■ **EXERCISE PROMPT**: Word for word, repeat the lines of the records from the one containing "pub const MASK_RX_DR: u8 = 1 << 6;" through the last line, both included.

[Items listed in a dataset]
◇ ◇ ◇

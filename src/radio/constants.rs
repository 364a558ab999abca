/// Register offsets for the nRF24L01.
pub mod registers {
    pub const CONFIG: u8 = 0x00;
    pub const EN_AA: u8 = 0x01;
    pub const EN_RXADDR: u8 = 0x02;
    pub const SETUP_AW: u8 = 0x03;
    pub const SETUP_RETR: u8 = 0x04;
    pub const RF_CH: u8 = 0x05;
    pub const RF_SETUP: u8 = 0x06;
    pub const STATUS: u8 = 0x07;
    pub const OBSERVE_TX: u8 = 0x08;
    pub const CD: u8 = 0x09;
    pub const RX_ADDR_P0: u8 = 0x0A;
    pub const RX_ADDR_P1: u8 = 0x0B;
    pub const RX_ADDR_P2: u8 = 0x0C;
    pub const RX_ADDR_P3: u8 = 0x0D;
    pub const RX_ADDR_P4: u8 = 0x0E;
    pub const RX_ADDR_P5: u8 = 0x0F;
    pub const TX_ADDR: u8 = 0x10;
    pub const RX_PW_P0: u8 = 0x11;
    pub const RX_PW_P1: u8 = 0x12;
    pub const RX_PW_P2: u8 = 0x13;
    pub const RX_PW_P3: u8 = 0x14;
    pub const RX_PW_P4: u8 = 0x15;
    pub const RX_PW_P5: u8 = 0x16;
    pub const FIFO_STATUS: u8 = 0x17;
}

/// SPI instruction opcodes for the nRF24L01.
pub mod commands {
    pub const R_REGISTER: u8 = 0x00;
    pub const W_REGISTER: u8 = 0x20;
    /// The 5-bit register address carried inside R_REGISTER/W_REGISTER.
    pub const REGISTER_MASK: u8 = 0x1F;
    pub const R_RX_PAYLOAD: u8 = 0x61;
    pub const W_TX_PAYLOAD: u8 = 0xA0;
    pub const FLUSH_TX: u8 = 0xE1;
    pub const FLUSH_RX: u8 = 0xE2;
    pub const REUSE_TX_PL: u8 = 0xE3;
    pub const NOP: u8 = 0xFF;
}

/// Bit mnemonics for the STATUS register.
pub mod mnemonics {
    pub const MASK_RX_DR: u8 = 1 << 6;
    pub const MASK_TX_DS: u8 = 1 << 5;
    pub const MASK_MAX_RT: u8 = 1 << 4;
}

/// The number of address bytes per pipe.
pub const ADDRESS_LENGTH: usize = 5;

◇ ◇ ◇

■ **WRITTEN RESPONSE**:
    pub const MASK_RX_DR: u8 = 1 << 6;
    pub const MASK_TX_DS: u8 = 1 << 5;
    pub const MASK_MAX_RT: u8 = 1 << 4;
}

/// The number of address bytes per pipe.
pub const ADDRESS_LENGTH: usize = 5;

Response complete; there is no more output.